A numerical study of blood flow in coronary artery bypass graft side-to-side anastomoses.

Department of Mechanical and Industrial Engineering, University of Toronto, Ontario, Canada.
Annals of Biomedical Engineering 06/2002; 30(5):599-611. DOI: 10.1114/1.1481052
Source: PubMed

ABSTRACT When sequential grafts are used in multivessel coronary artery bypass grafting, the graft first supplies blood to one or more coronary arteries via a side-to-side anastomosis. We studied hemodynamics in idealized models of "parallel" and "diamond" side-to-side anastomoses, identifying features that might promote restenosis.
Blood flow was computed in three representative anastomosis configurations: parallel side-to-side, diamond side-to-side, and end-to-side. We compared configurations and the effect of host-graft diameter ratio.
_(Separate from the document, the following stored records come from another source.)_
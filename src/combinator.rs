use crate::{grammar::SymbolTable, Parse, ParseError, Parser, PResult, Stream, Value};
use anyhow::bail;
use std::sync::Arc;

pub use crate::grammar::{symbol, with_action};

/// Matches the bytes of `target` exactly. The value is `target` itself.
pub fn literal(target: impl Into<String>) -> Parser {
    Arc::new(Literal { target: target.into() })
}

struct Literal {
    target: String,
}

impl Parse for Literal {
    fn parse<'s>(&self, stream: Stream<'s>, _symbols: &SymbolTable) -> PResult<'s> {
        let entry = stream.loc();
        let mut ps = stream;
        for &want in self.target.as_bytes() {
            match ps.head() {
                Some(head) if head == want => ps = ps.tail(),
                _ => {
                    return Err(ParseError::new_expected(
                        entry,
                        format!("literal '{}'", self.target),
                    ))
                }
            }
        }
        Ok(ps.with_value(Value::Str(self.target.clone())))
    }
}

/// Like `literal` but ASCII-case-insensitive. The value is the canonical
/// `target` passed in here, not the spelling found in the input.
pub fn literal_ic(target: impl Into<String>) -> Parser {
    let target = target.into();
    let upcased = target.to_ascii_uppercase();
    Arc::new(LiteralIc { target, upcased })
}

struct LiteralIc {
    target: String,
    upcased: String,
}

impl Parse for LiteralIc {
    fn parse<'s>(&self, stream: Stream<'s>, _symbols: &SymbolTable) -> PResult<'s> {
        let entry = stream.loc();
        let mut ps = stream;
        for &want in self.upcased.as_bytes() {
            match ps.head() {
                Some(head) if head.to_ascii_uppercase() == want => ps = ps.tail(),
                _ => {
                    return Err(ParseError::new_expected(
                        entry,
                        format!("literal '{}'", self.target),
                    ))
                }
            }
        }
        Ok(ps.with_value(Value::Str(self.target.clone())))
    }
}

/// Consumes any single byte, returning it as the value.
pub fn any_char() -> Parser {
    Arc::new(AnyChar)
}

struct AnyChar;

impl Parse for AnyChar {
    fn parse<'s>(&self, stream: Stream<'s>, _symbols: &SymbolTable) -> PResult<'s> {
        match stream.head() {
            Some(head) => Ok(stream.tail().with_value(Value::Byte(head))),
            None => Err(ParseError::new_message(stream.loc(), "unexpected EOF")),
        }
    }
}

/// Consumes one byte from a string of possibilities.
pub fn one_of(options: impl Into<String>) -> Parser {
    Arc::new(OneOf { options: options.into() })
}

struct OneOf {
    options: String,
}

impl Parse for OneOf {
    fn parse<'s>(&self, stream: Stream<'s>, _symbols: &SymbolTable) -> PResult<'s> {
        match stream.head() {
            Some(head) if self.options.as_bytes().contains(&head) => {
                Ok(stream.tail().with_value(Value::Byte(head)))
            }
            Some(_) => Err(ParseError::new_message(
                stream.loc(),
                format!("expected one of: {}", self.options),
            )),
            None => Err(ParseError::new_message(
                stream.loc(),
                format!("unexpected EOF, expected one of '{}'", self.options),
            )),
        }
    }
}

/// Consumes one byte NOT in the blacklist.
pub fn none_of(blacklist: impl Into<String>) -> Parser {
    Arc::new(NoneOf { blacklist: blacklist.into() })
}

struct NoneOf {
    blacklist: String,
}

impl Parse for NoneOf {
    fn parse<'s>(&self, stream: Stream<'s>, _symbols: &SymbolTable) -> PResult<'s> {
        match stream.head() {
            Some(head) if self.blacklist.as_bytes().contains(&head) => Err(
                ParseError::new_message(stream.loc(), format!("unexpected {}", head as char)),
            ),
            Some(head) => Ok(stream.tail().with_value(Value::Byte(head))),
            None => Err(ParseError::new_message(stream.loc(), "unexpected EOF")),
        }
    }
}

/// Consumes one byte in `lo..=hi`. `range(b'a', b'z')` matches any lowercase
/// ASCII letter.
pub fn range(lo: u8, hi: u8) -> Parser {
    Arc::new(ByteRange { lo, hi })
}

struct ByteRange {
    lo: u8,
    hi: u8,
}

impl Parse for ByteRange {
    fn parse<'s>(&self, stream: Stream<'s>, _symbols: &SymbolTable) -> PResult<'s> {
        match stream.head() {
            Some(head) if self.lo <= head && head <= self.hi => {
                Ok(stream.tail().with_value(Value::Byte(head)))
            }
            _ => Err(ParseError::new_expected(
                stream.loc(),
                format!("range({}..{})", self.lo as char, self.hi as char),
            )),
        }
    }
}

/// Succeeds only at end of input, with value `Null`. The driver checks EOF
/// itself; this is for asserting it mid-grammar.
pub fn eoi() -> Parser {
    Arc::new(Eoi)
}

struct Eoi;

impl Parse for Eoi {
    fn parse<'s>(&self, stream: Stream<'s>, _symbols: &SymbolTable) -> PResult<'s> {
        if stream.at_eof() {
            Ok(stream.with_value(Value::Null))
        } else {
            Err(ParseError::new_expected(stream.loc(), "EOF"))
        }
    }
}

/// Tries each child in turn at the same position; the first success wins.
/// When all fail, the error's expected set is the ordered union of the
/// children's expected fragments.
pub fn alt(parsers: impl IntoIterator<Item = Parser>) -> Parser {
    Arc::new(Alt { parsers: parsers.into_iter().collect() })
}

struct Alt {
    parsers: Vec<Parser>,
}

impl Parse for Alt {
    fn parse<'s>(&self, stream: Stream<'s>, symbols: &SymbolTable) -> PResult<'s> {
        let mut expected = Vec::new();
        for parser in &self.parsers {
            match parser.parse(stream.clone(), symbols) {
                Ok(ps) => return Ok(ps),
                Err(e) => expected.extend(e.into_expected()),
            }
        }
        Err(ParseError::new_expected_set(stream.loc(), expected))
    }
}

/// Runs children in order, threading the stream. The value is the list of
/// their values; any child failure aborts with that child's error.
pub fn seq(parsers: impl IntoIterator<Item = Parser>) -> Parser {
    Arc::new(Seq { parsers: parsers.into_iter().collect() })
}

struct Seq {
    parsers: Vec<Parser>,
}

impl Parse for Seq {
    fn parse<'s>(&self, stream: Stream<'s>, symbols: &SymbolTable) -> PResult<'s> {
        let mut out = Vec::with_capacity(self.parsers.len());
        let mut ps = stream;
        for parser in &self.parsers {
            ps = parser.parse(ps, symbols)?;
            out.push(ps.value().clone());
        }
        Ok(ps.with_value(Value::List(out)))
    }
}

/// Like `seq`, but the value is the 0-based `index`-th child's value alone.
pub fn seq_at(index: usize, parsers: impl IntoIterator<Item = Parser>) -> Parser {
    let parsers: Vec<Parser> = parsers.into_iter().collect();
    debug_assert!(
        index < parsers.len(),
        "seq_at index {} out of bounds for {} parsers",
        index,
        parsers.len()
    );
    Arc::new(SeqAt { parsers, index })
}

struct SeqAt {
    parsers: Vec<Parser>,
    index: usize,
}

impl Parse for SeqAt {
    fn parse<'s>(&self, stream: Stream<'s>, symbols: &SymbolTable) -> PResult<'s> {
        let mut picked = Value::Null;
        let mut ps = stream;
        for (i, parser) in self.parsers.iter().enumerate() {
            ps = parser.parse(ps, symbols)?;
            if i == self.index {
                picked = ps.value().clone();
            }
        }
        Ok(ps.with_value(picked))
    }
}

/// Collapses an inner parser's list-of-bytes value into a single string.
pub fn stringify(parser: Parser) -> Parser {
    with_action(parser, |value| {
        let items = match value {
            Value::List(items) => items,
            _ => bail!("stringify requires a list of bytes"),
        };
        let mut bytes = Vec::with_capacity(items.len());
        for item in items {
            match item {
                Value::Byte(b) => bytes.push(b),
                _ => bail!("stringify requires a list of bytes"),
            }
        }
        Ok(Value::Str(String::from_utf8_lossy(&bytes).into_owned()))
    })
}

/// Tries the inner parser; on failure succeeds at the original position with
/// value `Null`. Never fails.
pub fn opt(parser: Parser) -> Parser {
    Arc::new(Opt { inner: parser })
}

struct Opt {
    inner: Parser,
}

impl Parse for Opt {
    fn parse<'s>(&self, stream: Stream<'s>, symbols: &SymbolTable) -> PResult<'s> {
        match self.inner.parse(stream.clone(), symbols) {
            Ok(ps) => Ok(ps),
            Err(_) => Ok(stream.with_value(Value::Null)),
        }
    }
}

/// Zero or more greedy repetitions; value is the list of inner values.
pub fn many0(parser: Parser) -> Parser {
    many_n(parser, 0)
}

/// One or more greedy repetitions.
pub fn many1(parser: Parser) -> Parser {
    many_n(parser, 1)
}

/// Greedy repetition with a caller-chosen minimum count.
pub fn many_n(parser: Parser, min: usize) -> Parser {
    Arc::new(Many { inner: parser, min, capture: true })
}

/// Like `many0` but discards the results instead of building a list.
pub fn many_drop(parser: Parser) -> Parser {
    Arc::new(Many { inner: parser, min: 0, capture: false })
}

struct Many {
    inner: Parser,
    min: usize,
    capture: bool,
}

impl Parse for Many {
    fn parse<'s>(&self, stream: Stream<'s>, symbols: &SymbolTable) -> PResult<'s> {
        let mut results = Vec::new();
        let mut found = 0;
        let mut ps = stream;
        let last_err;
        loop {
            match self.inner.parse(ps.clone(), symbols) {
                Ok(next) => {
                    found += 1;
                    if self.capture {
                        results.push(next.value().clone());
                    }
                    ps = next;
                }
                Err(e) => {
                    last_err = e;
                    break;
                }
            }
        }

        if found < self.min {
            return Err(ParseError::new_message(ps.loc(), format!("minimum {}", self.min))
                .with_expected(last_err.into_expected()));
        }

        if self.capture {
            Ok(ps.with_value(Value::List(results)))
        } else {
            Ok(ps.with_value(Value::Null))
        }
    }
}

/// Zero or more of `parser` separated by `sep`. A trailing separator is
/// never consumed: when `sep` matches but the next element does not, the
/// stream rewinds to just after the last element.
pub fn sep0(parser: Parser, sep: Parser) -> Parser {
    Arc::new(SepBy { inner: parser, sep, min: 0 })
}

/// One or more of `parser` separated by `sep`.
pub fn sep1(parser: Parser, sep: Parser) -> Parser {
    Arc::new(SepBy { inner: parser, sep, min: 1 })
}

struct SepBy {
    inner: Parser,
    sep: Parser,
    min: usize,
}

impl Parse for SepBy {
    fn parse<'s>(&self, stream: Stream<'s>, symbols: &SymbolTable) -> PResult<'s> {
        let mut results = Vec::new();
        // `last` is the rewind point: the stream just after the most recent
        // element, before any separator.
        let mut last = stream.clone();
        let mut ps = stream;
        let last_err;
        loop {
            match self.inner.parse(ps.clone(), symbols) {
                Ok(next) => {
                    results.push(next.value().clone());
                    last = next.clone();
                    ps = next;
                }
                Err(e) => {
                    last_err = e;
                    break;
                }
            }
            match self.sep.parse(ps.clone(), symbols) {
                Ok(next) => ps = next,
                Err(e) => {
                    last_err = e;
                    break;
                }
            }
        }

        if results.len() < self.min {
            return Err(ParseError::new_message(
                last.loc(),
                format!("expected at least {}: {}", self.min, last_err),
            ));
        }

        Ok(last.with_value(Value::List(results)))
    }
}

/// Zero or more of `parser`, each terminated by `sep`. An element whose
/// terminator is missing does not count and is rewound.
pub fn end0(parser: Parser, sep: Parser) -> Parser {
    Arc::new(EndBy { inner: parser, sep, min: 0 })
}

/// One or more of `parser`, each terminated by `sep`.
pub fn end1(parser: Parser, sep: Parser) -> Parser {
    Arc::new(EndBy { inner: parser, sep, min: 1 })
}

struct EndBy {
    inner: Parser,
    sep: Parser,
    min: usize,
}

impl Parse for EndBy {
    fn parse<'s>(&self, stream: Stream<'s>, symbols: &SymbolTable) -> PResult<'s> {
        let mut results = Vec::new();
        let mut ps = stream;
        let last_err;
        loop {
            let element = match self.inner.parse(ps.clone(), symbols) {
                Ok(next) => next,
                Err(e) => {
                    last_err = e;
                    break;
                }
            };
            match self.sep.parse(element.clone(), symbols) {
                Ok(next) => {
                    results.push(element.into_value());
                    ps = next;
                }
                Err(e) => {
                    last_err = e;
                    break;
                }
            }
        }

        if results.len() < self.min {
            return Err(ParseError::new_message(
                ps.loc(),
                format!("expected at least {}: {}", self.min, last_err),
            ));
        }

        Ok(ps.with_value(Value::List(results)))
    }
}

/// Non-greedy repetition: each iteration first tries `terminator` and
/// finishes (consuming it) as soon as it matches; only then is `body` run.
/// If both fail at the same point, the whole parser fails there.
pub fn many_till(body: Parser, terminator: Parser) -> Parser {
    Arc::new(ManyTill { body, terminator })
}

struct ManyTill {
    body: Parser,
    terminator: Parser,
}

impl Parse for ManyTill {
    fn parse<'s>(&self, stream: Stream<'s>, symbols: &SymbolTable) -> PResult<'s> {
        let mut results = Vec::new();
        let mut ps = stream;
        loop {
            let term_err = match self.terminator.parse(ps.clone(), symbols) {
                Ok(done) => return Ok(done.with_value(Value::List(results))),
                Err(e) => e,
            };
            match self.body.parse(ps.clone(), symbols) {
                Ok(next) => {
                    results.push(next.value().clone());
                    ps = next;
                }
                Err(body_err) => {
                    let mut expected = term_err.into_expected();
                    expected.extend(body_err.into_expected());
                    return Err(ParseError::new_message(
                        ps.loc(),
                        "both terminator and body failed",
                    )
                    .with_expected(expected));
                }
            }
        }
    }
}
Hemodynamic patterns depended strongly on anastomosis geometry and graft/host diameter ratio. In the distal graft, the diamond configuration had large areas of low wall shear stress (WSS) and high spatial WSS gradients. In the proximal graft the unfavorable WSS patterns were comparable for all models, while the distal portion of the host artery the diamond model was best. Models with smaller host arteries had smaller regions of low WSS.
The parallel configuration was preferred over the diamond for maintaining graft patency, while the diamond configuration appeared best for maintaining host artery patency. Since graft patency is critical, parallel configurations seem hemodynamically advantageous. Larger graft/host ratios have better hemodynamic performance than smaller ones.